Ayant ainsi satisfait, autant qu'il était en lui, à tous les devoirs d'affection, de justice et de loyauté, il concentra ses pensées vers le ciel; il se confessa, il communia et il s'associa, d'un coeur ferme, à toutes les cérémonies religieuses de l'Église envers les mourants. Son fils Diego ne quitta pas le chevet de son lit, et Colomb encourageait souvent son âme défaillante pour qu'elle supportât cette dernière épreuve avec le courage d'un chrétien. Il eut la douce consolation de voir auprès de lui, dans ces tristes moments, les fidèles Mendez et Fiesco qui avaient, avec tant d'abnégation, accepté la mission qu'il leur avait donnée de la périlleuse traversée de la Jamaïque à Hispaniola, sur de frêles pirogues où tout devait leur manquer, même la subsistance, même l'eau pourtant si nécessaire dans ces climats brûlants. Ce fut, entouré de ces amis constants et empressés, ce fut en leur serrant les mains avec affection, que ce grand homme, faisant preuve jusqu'à la fin de la résignation la plus parfaite, mourut le 20 mai 1506, dans la soixante-dixième année de son âge, et en prononçant les mêmes paroles qui étaient sorties de la divine poitrine de Jésus-Christ: «_In manus tuas, Domine, commendo spiritum meum!_» («Entre tes mains, ô mon Dieu! je remets le salut de mon âme!»)
Le corps de Christophe Colomb fut d'abord placé au couvent de Saint-François, et ses funérailles furent célébrées en grande pompe dans l'église paroissiale de Sainte-Marie-d'Antigue à Valladolid. On trouva, cependant bientôt, que l'on n'avait pas fait assez pour les restes mortels de l'illustre navigateur; aussi les fit-on transporter, en 1513, au couvent de Las-Cuevas à Séville où ils furent déposés dans la chapelle de Santo-Christo.
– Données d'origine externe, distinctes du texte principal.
//! Export skills as `SKILL.md` text or JSON, and import them back from JSON.

use {
    serde::{Deserialize, Serialize},
    serde_json::Value,
    tracing::info,
};

use crate::{
    error::Result,
    store::SkillStore,
    types::{NewSkill, Skill},
    validate::ensure_valid_name,
};

/// Value written to the `compatibility` key of exported manifests.
pub const EXPORT_COMPATIBILITY: &str = "prompthub";

/// Render `skill` as a `SKILL.md` document.
///
/// Free-text values are folded onto one line and quoted so they parse back
/// unchanged, including tags that contain commas.
#[must_use]
pub fn export_manifest(skill: &Skill) -> String {
    let mut header = vec![
        format!("name: {}", skill.name),
        format!("description: {}", quote(&skill.description)),
        format!("version: {}", quote(&skill.version)),
    ];
    if !skill.author.is_empty() {
        header.push(format!("author: {}", quote(&skill.author)));
    }
    if !skill.tags.is_empty() {
        let tags: Vec<String> = skill.tags.iter().map(|t| quote(t)).collect();
        header.push(format!("tags: [{}]", tags.join(", ")));
    }
    header.push(format!("compatibility: {EXPORT_COMPATIBILITY}"));

    format!(
        "---\n{}\n---\n\n{}\n",
        header.join("\n"),
        skill.instructions.trim_end()
    )
}

/// One-line quoted scalar. Single quotes are used when the text holds a
/// double quote.
fn quote(text: &str) -> String {
    let folded = text.split_whitespace().collect::<Vec<_>>().join(" ");
    if folded.contains('"') && !folded.contains('\'') {
        format!("'{folded}'")
    } else {
        format!("\"{}\"", folded.replace('"', "'"))
    }
}

/// Portable structured form of a skill.
#[derive(Debug, Clone, Default, PartialEq, Serialize, Deserialize)]
#[serde(default)]
pub struct SkillExport {
    pub name: String,
    pub description: String,
    #[serde(alias = "content")]
    pub instructions: String,
    pub protocol_type: Option<String>,
    pub version: Option<String>,
    pub author: Option<String>,
    pub tags: Vec<String>,
    #[serde(skip_serializing_if = "Option::is_none")]
    pub source_url: Option<String>,
    #[serde(skip_serializing_if = "Option::is_none")]
    pub prerequisites: Option<Value>,
    #[serde(skip_serializing_if = "Option::is_none")]
    pub compatibility: Option<Value>,
}

impl From<&Skill> for SkillExport {
    fn from(skill: &Skill) -> Self {
        Self {
            name: skill.name.clone(),
            description: skill.description.clone(),
            instructions: skill.instructions.clone(),
            protocol_type: Some(skill.protocol_type.clone()),
            version: Some(skill.version.clone()),
            author: Some(skill.author.clone()).filter(|a| !a.is_empty()),
            tags: skill.tags.clone(),
            source_url: skill.source_url.clone(),
            prerequisites: skill.prerequisites.clone(),
            compatibility: skill.compatibility.clone(),
        }
    }
}

impl From<SkillExport> for NewSkill {
    fn from(export: SkillExport) -> Self {
        Self {
            name: export.name,
            description: export.description,
            instructions: Some(export.instructions),
            protocol_type: export.protocol_type,
            version: export.version,
            author: export.author,
            tags: export.tags,
            source_url: export.source_url,
            prerequisites: export.prerequisites,
            compatibility: export.compatibility,
            ..Default::default()
        }
    }
}

/// Pretty-printed JSON for `skill`.
pub fn export_json(skill: &Skill) -> Result<String> {
    Ok(serde_json::to_string_pretty(&SkillExport::from(skill))?)
}

/// Create a skill from JSON produced by [`export_json`].
///
/// The name is validated before the store is touched; a name already in the
/// library fails with a conflict.
pub async fn import_json(raw: &str, store: &dyn SkillStore) -> Result<Skill> {
    let export: SkillExport = serde_json::from_str(raw)?;
    ensure_valid_name(&export.name)?;
    let skill = store.create(export.into()).await?;
    info!(id = %skill.id, name = %skill.name, "imported skill from JSON");
    Ok(skill)
}

#[allow(clippy::unwrap_used, clippy::expect_used)]
#[cfg(test)]
mod tests {
    use {
        super::*,
        crate::{error::Error, parse::parse_manifest, store::memory_store},
    };

    fn sample() -> Skill {
        NewSkill {
            name: "review".into(),
            description: "Reviews code\nthoroughly".into(),
            instructions: Some("Step 1.\nStep 2.\n".into()),
            author: Some("Ada".into()),
            tags: vec!["git".into(), "ci".into()],
            prerequisites: Some(serde_json::json!({"bins": ["git"]})),
            ..Default::default()
        }
        .into_skill("id".into(), 1)
    }

    #[test]
    fn manifest_export_parses_back() {
        let text = export_manifest(&sample());
        assert!(text.contains("description: \"Reviews code thoroughly\"\n"));
        assert!(text.contains("compatibility: prompthub\n"));

        let parsed = parse_manifest(&text);
        assert_eq!(parsed.frontmatter.name, "review");
        assert_eq!(
            parsed.frontmatter.description.as_deref(),
            Some("Reviews code thoroughly")
        );
        assert_eq!(parsed.frontmatter.tags, vec!["git", "ci"]);
        assert_eq!(parsed.frontmatter.author.as_deref(), Some("Ada"));
        assert_eq!(parsed.frontmatter.version.as_deref(), Some("1.0.0"));
        assert_eq!(parsed.body, "Step 1.\nStep 2.");
    }

    #[test]
    fn awkward_values_survive_export() {
        let mut skill = sample();
        skill.version = "2.0.0-rc.1".into();
        skill.author = "[bot]".into();
        skill.description = "Says \"hi\": loudly".into();
        skill.tags = vec!["c, d".into(), "x".into(), "it's".into()];

        let parsed = parse_manifest(&export_manifest(&skill));
        let fm = parsed.frontmatter;
        assert_eq!(fm.name, "review");
        assert_eq!(fm.version.as_deref(), Some("2.0.0-rc.1"));
        assert_eq!(fm.author.as_deref(), Some("[bot]"));
        assert_eq!(fm.description.as_deref(), Some("Says \"hi\": loudly"));
        assert_eq!(fm.tags, vec!["c, d", "x", "it's"]);
    }

    #[test]
    fn empty_author_and_tags_are_omitted() {
        let mut skill = sample();
        skill.author.clear();
        skill.tags.clear();
        let text = export_manifest(&skill);
        assert!(!text.contains("author:"));
        assert!(!text.contains("tags:"));
    }

    #[tokio::test]
    async fn json_export_imports_into_store() {
        let store = memory_store().await;
        let json = export_json(&sample()).unwrap();

        let imported = import_json(&json, &store).await.unwrap();
        assert_eq!(imported.name, "review");
        assert_eq!(imported.content, "Step 1.\nStep 2.\n");
        assert_eq!(imported.instructions, imported.content);
        assert_eq!(imported.prerequisites, sample().prerequisites);

        let err = import_json(&json, &store).await.unwrap_err();
        assert!(matches!(err, Error::Conflict { .. }));
    }

    #[tokio::test]
    async fn content_alias_and_name_validation() {
        let store = memory_store().await;
        let skill = import_json(r#"{"name": "legacy", "content": "old body"}"#, &store)
            .await
            .unwrap();
        assert_eq!(skill.instructions, "old body");

        let err = import_json(r#"{"name": "Bad Name"}"#, &store)
            .await
            .unwrap_err();
        assert!(err.is_validation());

        assert!(matches!(
            import_json("not json", &store).await.unwrap_err(),
            Error::Json(_)
        ));
    }
}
Mais plus on réfléchissait aux services éclatants, aux malheurs, au génie de ce grand homme, plus on reconnaissait, en Espagne, que des honneurs significatifs devaient être rendus à sa mémoire; et que plus on avait été injuste et ingrat envers lui pendant sa vie, plus aussi la gratitude publique devait se manifester, afin de compenser les rigueurs dont les dépositaires du pouvoir avaient frappé son coeur magnanime jusqu'aux derniers moments de son existence. Il y avait à ce sujet une sorte de malaise dans la nation qui se faisait jour dans toutes les occasions; enfin ce voeu populaire de réhabilitation se fit sentir dans le gouvernement.